Publicis Groupe expanded its AI and data acquisitions, spending significant sums on AI-driven personalization and data infrastructure, reaching $545 million in 2025 alone, according to the company’s AI ecosystem and investment tracking report.

Not All Is Well With AI

As platforms automate, new risks have emerged. Forbes reported on a global YouGov survey that found roughly half of consumers say AI-generated ads are a turnoff when identified. “AI slop” refers to digital content created with generative AI that is perceived as lacking effort, quality, or deeper meaning.

Yannick Bolloré, chairman of Havas, said this January: “Authenticity is the currency of 2026. As AI floods the world with synthetic content, the human-led, meaningful creative produced by agencies has never been more valuable—or more expensive.”

Adweek has noted that audiences are showing signs of diminishing trust and authenticity fatigue related to AI content, prompting brands to rethink their AI strategies.

Still, Business Wire reported that IDC projects AI, as a whole, could contribute around 3.5 percent of global GDP by 2030 through its economic effects, including indirect and induced value from adoption across industries.

While AI-led platforms have won the battle for efficiency and distribution, agencies are winning the battle for differentiation and trust, where creativity is measured not only by the volume of ads produced but by the human connections they foster.

The Workforce Squeeze

According to McKinsey’s 2025 Global AI Survey, 32 percent of organizations expect workforce reductions in the next year due to AI adoption across industries, including media and advertising.

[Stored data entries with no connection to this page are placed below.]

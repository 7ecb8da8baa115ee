use std::path::PathBuf;

use clap::{Args, Parser, Subcommand};
use rust_decimal::Decimal;
use tax_core::{Regime, TaxCalculationRequest};

// ─── CLI definition ──────────────────────────────────────────────────────────

/// Multi-year business tax simulator.
///
/// Computes the taxes owed by a business under its regime for any year of
/// the reform calendar, from the legacy rules through full reform.
#[derive(Debug, Parser)]
#[command(name = "tax-sim", version, about, long_about = None)]
pub struct Cli {
    /// TOML file overriding the legislative calendar and rates.
    #[arg(long, global = true)]
    pub config: Option<PathBuf>,

    /// Bracket tables CSV. The bundled tables are used when omitted.
    #[arg(long, global = true)]
    pub brackets: Option<PathBuf>,

    /// Activity classifications CSV. The bundled set is used when omitted.
    #[arg(long, global = true)]
    pub classifications: Option<PathBuf>,

    /// Log filter: a bare level (`debug`) or any `RUST_LOG` directive.
    #[arg(long, global = true)]
    pub log_level: Option<String>,

    /// Also append log records to this file.
    #[arg(long, global = true)]
    pub log_file: Option<PathBuf>,

    #[command(subcommand)]
    pub command: Command,
}

#[derive(Debug, Subcommand)]
pub enum Command {
    /// Itemized taxes for one year.
    #[command(allow_negative_numbers = true)]
    Calculate {
        /// Simulation year.
        #[arg(long)]
        year: i32,

        #[command(flatten)]
        request: RequestArgs,
    },

    /// Totals for the same business across a range of years.
    #[command(allow_negative_numbers = true)]
    Timeline {
        /// First year, inclusive.
        #[arg(long)]
        from: i32,

        /// Last year, inclusive.
        #[arg(long)]
        to: i32,

        #[command(flatten)]
        request: RequestArgs,
    },

    /// Computes every row of a request CSV and prints the combined summary.
    Batch {
        /// Request CSV, one row per entity.
        file: PathBuf,
    },
}

/// Business inputs shared by `calculate` and `timeline`.
#[derive(Debug, Clone, Args)]
pub struct RequestArgs {
    /// `bracket`, `presumed-margin` or `actual-profit`.
    #[arg(long, value_parser = parse_regime)]
    pub regime: Regime,

    /// Monthly gross revenue.
    #[arg(long)]
    pub revenue: Decimal,

    /// Activity classification code, e.g. `6201-5/01`.
    #[arg(long = "code")]
    pub activity_code: String,

    /// Monthly operating cost (actual profit).
    #[arg(long, default_value = "0")]
    pub cost: Decimal,

    /// Presumed margin in percent, e.g. `32`.
    #[arg(long = "margin", default_value = "0")]
    pub presumed_margin_percent: Decimal,

    /// Trailing 12-month revenue (bracket regime).
    #[arg(long, default_value = "0")]
    pub trailing_revenue: Decimal,

    /// Trailing 12-month payroll (bracket regime).
    #[arg(long, default_value = "0")]
    pub trailing_payroll: Decimal,

    /// Apply the reduced corporate income tax incentive.
    #[arg(long)]
    pub incentive: bool,

    /// Monthly costs that generate input credits.
    #[arg(long = "credit-costs", default_value = "0")]
    pub credit_generating_costs: Decimal,
}

impl RequestArgs {
    pub fn to_request(
        &self,
        year: i32,
    ) -> TaxCalculationRequest {
        TaxCalculationRequest::new(year, self.regime, self.revenue, self.activity_code.clone())
            .with_cost(self.cost)
            .with_presumed_margin_percent(self.presumed_margin_percent)
            .with_trailing(self.trailing_revenue, self.trailing_payroll)
            .with_incentive(self.incentive)
            .with_credit_generating_costs(self.credit_generating_costs)
    }
}

fn parse_regime(s: &str) -> Result<Regime, String> {
    Regime::parse(s).ok_or_else(|| {
        format!("unknown regime '{s}' (expected bracket, presumed-margin or actual-profit)")
    })
}

#[cfg(test)]
mod tests {
    use pretty_assertions::assert_eq;
    use rust_decimal_macros::dec;

    use super::*;

    #[test]
    fn parses_calculate_with_defaults() {
        let cli = Cli::try_parse_from([
            "tax-sim",
            "calculate",
            "--year",
            "2025",
            "--regime",
            "actual-profit",
            "--revenue",
            "100000",
            "--code",
            "6201-5/01",
        ])
        .expect("valid arguments");

        let Command::Calculate { year, request } = cli.command else {
            panic!("expected calculate, got {:?}", cli.command);
        };
        assert_eq!(
            request.to_request(year),
            TaxCalculationRequest::new(2025, Regime::ActualProfit, dec!(100000), "6201-5/01")
        );
    }

    #[test]
    fn negative_cost_is_accepted_and_normalized() {
        let cli = Cli::try_parse_from([
            "tax-sim",
            "calculate",
            "--year",
            "2030",
            "--regime",
            "ACTUAL-PROFIT",
            "--revenue",
            "1000",
            "--code",
            "x",
            "--cost",
            "-400",
        ])
        .expect("valid arguments");

        let Command::Calculate { year, request } = cli.command else {
            panic!("expected calculate");
        };
        assert_eq!(request.to_request(year).cost, dec!(400));
    }

    #[test]
    fn global_flags_after_subcommand() {
        let cli = Cli::try_parse_from([
            "tax-sim",
            "batch",
            "requests.csv",
            "--log-level",
            "debug",
            "--config",
            "engine.toml",
        ])
        .expect("valid arguments");

        assert_eq!(cli.log_level.as_deref(), Some("debug"));
        assert_eq!(cli.config, Some(PathBuf::from("engine.toml")));
        assert!(matches!(cli.command, Command::Batch { .. }));
    }

    #[test]
    fn unknown_regime_is_rejected() {
        let result = Cli::try_parse_from([
            "tax-sim",
            "timeline",
            "--from",
            "2025",
            "--to",
            "2030",
            "--regime",
            "flat",
            "--revenue",
            "1",
            "--code",
            "x",
        ]);

        assert!(result.is_err());
    }

    #[test]
    fn cli_definition_is_consistent() {
        use clap::CommandFactory;
        Cli::command().debug_assert();
    }
}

According to PyxelJam, an AI video production company, AI video tools can cut production costs by up to 70 percent for advertising videos compared with traditional human-led efforts, largely by eliminating location, crew, reshoots, and post-production expenses. At the same time, demand for AI talent is rising. Meta has offered exceptionally large compensation packages to attract leading AI researchers and engineers—reportedly ranging from tens to hundreds of millions of dollars, CNBC reported in 2025.

Sam Altman, quoted in AI First (OpenAI), said: “Ninety-five percent of what marketers use agencies for today will easily be handled by AI.”

Agency Pressure Cooker

Search advertising—paid ads on search engine results pages—is expected to reach approximately $390 billion in 2026, according to Statista. Marketing Week reported that social media advertising alone accounted for roughly 25.8 percent of global ad spend in 2025.

These trends place enormous pressure on traditional agencies to defend both relevance and revenue share.

Retail media, powered by AI and first-party data, surpassed traditional television advertising revenue for the first time in 2025, with $178 billion in spending, according to WPP.

Doug Herrington, CEO of Worldwide Amazon Stores, said in an October 2025 report: “By leveraging AI to close the loop between a seen ad and a confirmed purchase in milliseconds, Amazon is capturing the intent that traditional agencies used to spend months researching.”

Does this spell the death of agencies? “It’s not the death of agencies. It’s the death of outdated agency models,” said Patrick Garvey, co-founder of We Are Pi, summarizing the challenge facing the industry—perhaps for the better.

Try telling that to their current employees.